Jemen will US-Aktionen kontrollieren
Unsichere Konsequenzen aus Militärschlag mit vielen zivilen Opfern
Wenn es nach dem Willen der Exilregierung Hadi geht, sollen die US-Streitkräfte künftig jeden Bodeneinsatz detailliert mit dem jemenitischen Militär absprechen. Man behalte sich vor, Einsätze zu verbieten, wenn zivile Opfer zu befürchten seien, sagte ein Sprecher Hadis am Freitag. Denn Ende Januar waren bei einer Kommandooperation von US-Spezialkräften gegen Al Kaida neben 14 Kämpfern der Terrororganisation auch viele Zivilisten, darunter Kinder, ums Leben gekommen. Wie viele, lässt sich nicht zuverlässig sagen.
Es war nur einer von vielen Militäreinsätzen mit einer Vielzahl von zivilen Opfern. Immer wieder bombardieren Kampfflugzeuge der von Saudi-Arabien dominierten und den USA logistisch unterstützten internationalen Militärallianz auch belebte Märkte, Schulen, Krankenhäuser.
Damit soll die Regierung Hadis gegen die dem Iran nahe stehenden Huthi-Milizen unterstützt werden. Sie kontrollieren einen Großteil des Nord-Jemen rund um die Großstadt Sanaa. Wenn man sich das Muster der Angriffe in diesem Gebiet anschaut, fällt auf, dass es Hilfsorganisationen nahezu unmöglich wird, Hilfsgüter in das Gebiet zu bringen - falls Saudi-Arabien überhaupt die Grenze öffnet oder die Seeblockade aufhebt.
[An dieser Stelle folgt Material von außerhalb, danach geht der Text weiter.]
//! # docindex
//!
//! Local document indexing and TF‑IDF retrieval.
//!
//! Files are discovered on disk, split into structure-aware chunks,
//! embedded against a corpus vocabulary, and stored in SQLite. Queries are
//! embedded with the same vocabulary and ranked by cosine similarity.
//!
//! ## Architecture
//!
//! ```text
//! ┌──────────────┐   ┌──────────────────┐   ┌──────────────┐
//! │ connector_fs │──▶│ ingest::Indexer  │──▶│ SqliteStore  │
//! │ walk + filter│   │ chunk + TF-IDF   │   │ WAL, cascade │
//! └──────────────┘   └────────┬─────────┘   └──────┬───────┘
//!                             │                    │
//!                             ▼                    ▼
//!                      ┌────────────┐       ┌────────────┐
//!                      │ CLI docidx │       │ JSON export│
//!                      └────────────┘       └────────────┘
//! ```
//!
//! The storage-agnostic pieces (chunker, embedder, vocabulary, ranking,
//! the `Store` trait) live in the `docindex-core` crate.
//!
//! ## Quick Start
//!
//! ```bash
//! docidx init                          # create database
//! docidx index ./docs                  # index a directory
//! docidx search "borrow checker"       # ranked chunks
//! docidx rebuild                       # one vocabulary over everything
//! ```
//!
//! ## Modules
//!
//! | Module | Purpose |
//! |--------|---------|
//! | [`config`] | TOML configuration parsing |
//! | [`connector_fs`] | Filesystem discovery |
//! | [`db`] | Database connection |
//! | [`migrate`] | Schema creation |
//! | [`sqlite_store`] | SQLite `Store` implementation |
//! | [`ingest`] | Indexer orchestration |
//! | [`search`] | `docidx search` output |
//! | [`documents`] | `docidx list` / `docidx delete` |
//! | [`stats`] | `docidx stats` |
//! | [`export`] | JSON snapshots |

pub mod config;
pub mod connector_fs;
pub mod db;
pub mod documents;
pub mod export;
pub mod ingest;
pub mod migrate;
pub mod search;
pub mod sqlite_store;
pub mod stats;
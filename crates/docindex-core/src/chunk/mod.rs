//! Content-aware text chunker.
//!
//! Splits document text into [`ChunkDraft`]s whose size is bounded by a
//! [`ChunkOptions`] policy. The strategy depends on the content type:
//!
//! | Content | Strategy | Kinds produced |
//! |---------|----------|----------------|
//! | markdown | header sections, then paragraph → sentence → word | `section`, `partial_section`, `sentence_group`, `word_group` |
//! | code | line accumulation, cut at brace depth zero | `code_block`, `code_block_forced` |
//! | text | paragraph packing, then sentence → word; word overlap | `text_block`, `sentence_group`, `word_group` |
//!
//! # Algorithm
//!
//! 1. Normalize line endings, drop zero-width marker characters, collapse
//!    blank-line runs to a single blank line.
//! 2. Resolve the content type (explicit override or [`detect_content_type`]).
//! 3. Run the strategy. All pieces are contiguous slices of the normalized
//!    text, so headers, fenced blocks, and signatures are never cut inside.
//! 4. Drop pieces shorter than `min_chunk_size` characters.
//! 5. Plain text only: prefix each surviving chunk after the first with the
//!    trailing `overlap` words of its surviving predecessor.
//! 6. Attach metadata and number the chunks from 0.
//!
//! # Example
//!
//! ```rust
//! use docindex_core::chunk::{chunk_text, ChunkOptions};
//! use docindex_core::models::ContentType;
//!
//! let options = ChunkOptions {
//!     min_chunk_size: 1,
//!     ..ChunkOptions::default()
//! };
//! let chunks = chunk_text("# Title\n\nPara one.\n\n# Section 2\n\nPara two.", &options).unwrap();
//! assert_eq!(chunks.len(), 2);
//! assert_eq!(chunks[1].kind.header(), Some("Section 2"));
//! assert_eq!(chunks[0].metadata.content_type, ContentType::Markdown);
//! ```

mod code;
mod markdown;
mod split;
mod text;

use chrono::Utc;
use serde::{Deserialize, Serialize};
use tracing::debug;

use crate::error::{IndexError, Result};
use crate::models::{chunk_id, ChunkDraft, ChunkMetadata, ContentType};

/// Zero-width and byte-order-mark characters treated as invisible markers.
const MARKER_CHARS: &[char] = &['\u{200B}', '\u{200C}', '\u{200D}', '\u{2060}', '\u{FEFF}'];

/// Line prefixes that suggest source code when sniffing content.
const CODE_PREFIXES: &[&str] = &[
    "fn ", "pub fn ", "pub struct ", "async fn ", "impl ", "use ", "def ", "class ", "import ",
    "from ", "function ", "const ", "let ", "var ", "func ", "package ", "#include", "public ",
    "private ", "export ", "return ",
];

/// Size and overlap policy for [`Chunker`].
///
/// Sizes are measured in characters; `overlap` is measured in words.
#[derive(Debug, Clone, PartialEq, Serialize, Deserialize)]
#[serde(default)]
pub struct ChunkOptions {
    /// Target chunk size.
    pub chunk_size: usize,
    /// Trailing words of the previous chunk prefixed to the next (plain text).
    pub overlap: usize,
    /// Chunks shorter than this are dropped.
    pub min_chunk_size: usize,
    /// Soft ceiling; code is force-cut past it, single oversized words are kept.
    pub max_chunk_size: usize,
    /// Skip sniffing and use this strategy.
    pub content_type: Option<ContentType>,
}

impl Default for ChunkOptions {
    fn default() -> Self {
        Self {
            chunk_size: 500,
            overlap: 50,
            min_chunk_size: 100,
            max_chunk_size: 1000,
            content_type: None,
        }
    }
}

impl ChunkOptions {
    pub fn validate(&self) -> Result<()> {
        if self.chunk_size == 0 {
            return Err(IndexError::InvalidOptions(
                "chunk_size must be > 0".to_string(),
            ));
        }
        if self.min_chunk_size > self.chunk_size {
            return Err(IndexError::InvalidOptions(format!(
                "min_chunk_size ({}) must be <= chunk_size ({})",
                self.min_chunk_size, self.chunk_size
            )));
        }
        if self.chunk_size > self.max_chunk_size {
            return Err(IndexError::InvalidOptions(format!(
                "chunk_size ({}) must be <= max_chunk_size ({})",
                self.chunk_size, self.max_chunk_size
            )));
        }
        if self.overlap >= self.chunk_size {
            return Err(IndexError::InvalidOptions(format!(
                "overlap ({}) must be < chunk_size ({})",
                self.overlap, self.chunk_size
            )));
        }
        Ok(())
    }
}

/// A validated chunking policy.
#[derive(Debug, Clone)]
pub struct Chunker {
    options: ChunkOptions,
}

impl Chunker {
    /// Validate `options` once; chunking itself cannot fail afterwards.
    pub fn new(options: ChunkOptions) -> Result<Self> {
        options.validate()?;
        Ok(Self { options })
    }

    pub fn options(&self) -> &ChunkOptions {
        &self.options
    }

    /// The content type [`chunk`](Chunker::chunk) would use for `text`.
    pub fn resolve_content_type(&self, text: &str) -> ContentType {
        self.options
            .content_type
            .unwrap_or_else(|| detect_content_type(text))
    }

    /// Chunk `text` using the configured override or sniffed content type.
    pub fn chunk(&self, text: &str) -> Vec<ChunkDraft> {
        self.chunk_as(text, self.resolve_content_type(text))
    }

    /// Chunk `text` with an explicit content type.
    pub fn chunk_as(&self, text: &str, content_type: ContentType) -> Vec<ChunkDraft> {
        let normalized = normalize(text);
        if normalized.is_empty() {
            return Vec::new();
        }

        let opts = &self.options;
        let pieces = match content_type {
            ContentType::Markdown => markdown::chunk_markdown(&normalized, opts.chunk_size),
            ContentType::Code => {
                code::chunk_code(&normalized, opts.chunk_size, opts.max_chunk_size)
            }
            ContentType::Text => text::chunk_plain(&normalized, opts.chunk_size),
        };

        // Minimum size applies to a piece's own text, before overlap.
        let generated = pieces.len();
        let pieces: Vec<_> = pieces
            .into_iter()
            .filter(|p| {
                strip_markers(&normalized[p.span.start..p.span.end])
                    .chars()
                    .count()
                    >= opts.min_chunk_size
            })
            .collect();

        let contents: Vec<(String, usize)> = match content_type {
            ContentType::Text => text::apply_overlap(&normalized, &pieces, opts.overlap),
            _ => pieces
                .iter()
                .map(|p| (normalized[p.span.start..p.span.end].to_string(), 0))
                .collect(),
        };

        let language = match content_type {
            ContentType::Code => code::detect_language(&normalized),
            _ => None,
        };

        let now = Utc::now();
        let mut drafts = Vec::with_capacity(generated);

        for (piece, (raw, overlap_words)) in pieces.into_iter().zip(contents) {
            let content = strip_markers(&raw);
            let length = content.chars().count();
            let chunk_index = drafts.len();
            drafts.push(ChunkDraft {
                id: chunk_id(chunk_index, &content),
                kind: piece.kind,
                chunk_index,
                start: piece.span.start,
                end: piece.span.end,
                metadata: ChunkMetadata {
                    length,
                    word_count: content.split_whitespace().count(),
                    overlap_words,
                    content_type,
                    language: language.clone(),
                    created_at: now,
                },
                content,
            });
        }

        debug!(
            content_type = content_type.as_str(),
            generated,
            kept = drafts.len(),
            "chunked text"
        );
        drafts
    }
}

/// Validate `options` and chunk `text` in one call.
pub fn chunk_text(text: &str, options: &ChunkOptions) -> Result<Vec<ChunkDraft>> {
    Ok(Chunker::new(options.clone())?.chunk(text))
}

/// Guess the content type from markdown and code markers.
pub fn detect_content_type(text: &str) -> ContentType {
    let mut markdown_score = 0usize;
    let mut code_score = 0usize;

    for line in text.lines() {
        let t = line.trim();
        if t.is_empty() {
            continue;
        }
        if markdown::header_text(t).is_some() {
            markdown_score += 2;
        }
        if split::is_fence(t) {
            markdown_score += 2;
        }
        if t.contains("](") {
            markdown_score += 1;
        }
        if CODE_PREFIXES.iter().any(|p| t.starts_with(p)) {
            code_score += 2;
        }
        if t.ends_with('{') || t.starts_with('}') {
            code_score += 1;
        }
        if t.ends_with(';') {
            code_score += 1;
        }
    }

    if code_score >= 3 && code_score > markdown_score {
        ContentType::Code
    } else if markdown_score > 0 {
        ContentType::Markdown
    } else {
        ContentType::Text
    }
}

/// Normalize line endings, drop marker characters, trim trailing
/// whitespace per line, and collapse runs of blank lines to one.
pub fn normalize(text: &str) -> String {
    let unified = text.replace("\r\n", "\n").replace('\r', "\n");
    let mut out = String::with_capacity(unified.len());
    let mut blank_run = 0usize;

    for line in unified.split('\n') {
        let line = strip_markers(line);
        if line.trim().is_empty() {
            blank_run += 1;
            continue;
        }
        if !out.is_empty() {
            out.push('\n');
            if blank_run > 0 {
                out.push('\n');
            }
        }
        blank_run = 0;
        out.push_str(line.trim_end());
    }
    out
}

fn strip_markers(text: &str) -> String {
    text.chars().filter(|c| !MARKER_CHARS.contains(c)).collect()
}
//! # docindex CLI (`docidx`)
//!
//! Indexes local files into SQLite and answers TF‑IDF similarity queries.
//!
//! ## Usage
//!
//! ```bash
//! docidx --config ./config/docidx.toml <command>
//! ```
//!
//! ## Commands
//!
//! | Command | Description |
//! |---------|-------------|
//! | `docidx init` | Create the SQLite database and schema |
//! | `docidx index <path>` | Index a file or a directory tree |
//! | `docidx search "<query>"` | Rank stored chunks against a query |
//! | `docidx list` | List indexed documents |
//! | `docidx delete <id>` | Remove a document with its chunks and embeddings |
//! | `docidx rebuild` | Re-embed every chunk under one fresh vocabulary |
//! | `docidx stats` | Counts, vocabulary, per-type breakdown |
//! | `docidx export` | Write a JSON snapshot of the index |
//!
//! ## Examples
//!
//! ```bash
//! # Index only markdown, at most 200 files
//! docidx index ./docs --pattern '\.md$' --max-files 200
//!
//! # Re-index even if nothing changed
//! docidx index ./docs --force
//!
//! # Top 5 results, ignoring embeddings from an older vocabulary
//! docidx search "ownership rules" --top-k 5 --skip-stale
//! ```
//!
//! Logs go to stderr (`RUST_LOG` or `--verbose`); results go to stdout.

use clap::{Parser, Subcommand};
use std::path::PathBuf;
use std::process::ExitCode;
use tracing_subscriber::EnvFilter;

use docindex_core::models::ContentType;
use docindex_core::IndexError;
use docindex::{config, documents, export, ingest, migrate, search, stats};

/// Local document indexing and TF‑IDF retrieval.
///
/// All commands accept a `--config` flag pointing to a TOML configuration
/// file. A missing file means defaults.
#[derive(Parser)]
#[command(
    name = "docidx",
    about = "docindex: local document indexing and TF-IDF retrieval",
    version
)]
struct Cli {
    /// Path to configuration file (TOML).
    #[arg(long, global = true, default_value = "./config/docidx.toml")]
    config: PathBuf,

    /// Debug-level logging on stderr.
    #[arg(long, short, global = true)]
    verbose: bool,

    #[command(subcommand)]
    command: Commands,
}

#[derive(Subcommand)]
enum Commands {
    /// Initialize the database schema. Safe to run repeatedly.
    Init,

    /// Index a file or every supported file under a directory.
    ///
    /// Files whose content hash is unchanged are skipped unless `--force`.
    /// A directory is indexed as one batch sharing a single vocabulary.
    Index {
        path: PathBuf,

        /// Re-index unchanged files.
        #[arg(long)]
        force: bool,

        /// Only the top level of the directory.
        #[arg(long)]
        no_recursive: bool,

        /// Maximum number of files to index.
        #[arg(long)]
        max_files: Option<usize>,

        /// Regex matched against each file name.
        #[arg(long)]
        pattern: Option<String>,
    },

    /// Search indexed chunks.
    Search {
        query: String,

        /// Number of results.
        #[arg(long)]
        top_k: Option<usize>,

        /// Minimum cosine similarity.
        #[arg(long)]
        min_similarity: Option<f32>,

        /// Skip embeddings built with an older vocabulary.
        #[arg(long)]
        skip_stale: bool,
    },

    /// List indexed documents, most recent first.
    List {
        /// markdown, text, or code.
        #[arg(long)]
        content_type: Option<ContentType>,

        /// Case-insensitive filename substring.
        #[arg(long)]
        name: Option<String>,

        #[arg(long)]
        limit: Option<usize>,
    },

    /// Delete a document by id.
    Delete { id: String },

    /// Rebuild the vocabulary over all stored chunks and re-embed them.
    Rebuild,

    /// Show index statistics.
    Stats,

    /// Export the index as JSON.
    Export {
        /// Output directory (defaults to `[export].dir`).
        #[arg(long)]
        dir: Option<PathBuf>,
    },
}

impl Commands {
    /// Commands after which an on-close export is taken.
    fn mutates(&self) -> bool {
        matches!(
            self,
            Commands::Index { .. } | Commands::Delete { .. } | Commands::Rebuild
        )
    }
}

fn init_tracing(verbose: bool) {
    let default = if verbose { "debug" } else { "info" };
    let filter = EnvFilter::try_from_default_env().unwrap_or_else(|_| EnvFilter::new(default));
    tracing_subscriber::fmt()
        .with_env_filter(filter)
        .with_writer(std::io::stderr)
        .with_target(false)
        .init();
}

#[tokio::main]
async fn main() -> ExitCode {
    let cli = Cli::parse();
    init_tracing(cli.verbose);

    match run(cli).await {
        Ok(()) => ExitCode::SUCCESS,
        Err(err) => match err.downcast_ref::<IndexError>() {
            // Usage problems get the bare message and a distinct exit code.
            Some(e) if e.is_user_facing() => {
                eprintln!("Error: {}", e);
                ExitCode::from(2)
            }
            _ => {
                eprintln!("Error: {:?}", err);
                ExitCode::FAILURE
            }
        },
    }
}

async fn run(cli: Cli) -> anyhow::Result<()> {
    let cfg = config::load_config(&cli.config)?;
    let export_on_close = cfg.export.on_close && cli.command.mutates();

    match cli.command {
        Commands::Init => {
            migrate::run_migrations(&cfg).await?;
            println!("Database initialized successfully.");
        }
        Commands::Index {
            path,
            force,
            no_recursive,
            max_files,
            pattern,
        } => {
            let args = ingest::IndexArgs {
                force,
                no_recursive,
                max_files,
                pattern,
            };
            ingest::run_index(&cfg, &path, &args).await?;
        }
        Commands::Search {
            query,
            top_k,
            min_similarity,
            skip_stale,
        } => {
            let args = search::SearchArgs {
                top_k,
                min_similarity,
                skip_stale,
            };
            search::run_search(&cfg, &query, &args).await?;
        }
        Commands::List {
            content_type,
            name,
            limit,
        } => {
            documents::run_list(&cfg, content_type, name, limit).await?;
        }
        Commands::Delete { id } => {
            documents::run_delete(&cfg, &id).await?;
        }
        Commands::Rebuild => {
            ingest::run_rebuild(&cfg).await?;
        }
        Commands::Stats => {
            stats::run_stats(&cfg).await?;
        }
        Commands::Export { dir } => {
            export::run_export(&cfg, dir.as_deref()).await?;
        }
    }

    if export_on_close {
        export::export_configured(&cfg, None).await?;
    }

    Ok(())
}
Je nach Hilfsorganisation ist eine Hungersnot entweder schon da oder sehr nah. Grund dafür seien unterschiedliche Definitionen des Konzepts »Hunger«, sagt ein Sprecher der Vereinten Nationen in New York: »Wenn ein Mensch über längere Zeiträume nichts isst, dann hat er Hunger. Manche Organisationen sprechen aber erst dann von einer Hungersnot, wenn in einem Gebiet dadurch bei vielen Menschen gesundheitliche Beeinträchtigungen auftreten.«
Nach Einschätzung der UNO sind nun bis zu 20 Millionen Menschen in Jemen auf humanitäre Hilfen angewiesen; sieben Millionen hätten keinen Zugang zu einer ausreichenden Kalorienversorgung. Nach Angaben des Roten Halbmondes, der Partnerorganisation des Roten Kreuzes in der Arabischen Welt, sterben derzeit an die 100 Kinder täglich an Unterernährung. Die Säuglingssterblichkeit durch mangelhafte medizinische Versorgung liege nun gleichauf mit Tschad und der Zentralafrikanischen Republik.
Dass die Hadi-Regierung nach dem verhängnisvollen US-Angriff erstmals überhaupt seit Kriegsbeginn vor zwei Jahren Kritik äußert, hat vor allem mit der öffentlichen Meinung in den von ihr kontrollierten Gebieten zu tun. Seit dem von US-Präsident Donald Trump verhängten Einreisestopp, der sich auch gegen jemenitische Staatsbürger richtete, wurde Hadi auch in den weitgehend regierungstreuen Medien in den Hadi-Gebieten kritisiert.
Daran, dass sich die US-Regierung an den Erlass Hadis halten werden, hat man auch im Umfeld Zweifel. Doch irgendwie habe man reagieren müssen. Zu auffällig sei die aus dem Ruder gelaufene Operation gewesen, die aus Sicht des Weißen Hauses auch noch ein »voller Erfolg« war. Vor allem die alltäglichen Drohnenangriffe gegen IS- und Al Kaida-Ziele gingen auch nach der Hadi-Ansage ohne Unterbrechung weiter. Das Pentagon äußert sich nicht zu der Frage, ob man auch ohne Zustimmung der Regierung Bodentruppen einsetzen werde.
Al Kaida und Islamischer Staat werben indes mit den Opfern um Unterstützung in der Zivilbevölkerung: Hadi und die Huthi-Milizen hätten Jemen »verkauft«, nur sie selbst verteidigten das Land. Die beiden Organisationen sind vor allem in den wenig bevölkerten Wüstenregionen östlich der Hafenstadt Aden, die offizieller Sitz der Hadi-Regierung ist, aktiv. Sie können dort agieren, obwohl das Gebiet offiziell unter Kontrolle der Regierung steht. Regierung, Militärallianz und die beiden Terrorgruppen pflegen wechselseitige Beziehungen zueinander. So kämpften Regierungstruppen und Al Kaida-Milizen vor zwei Wochen Seite an Seite gegen die Huthi-Rebellen.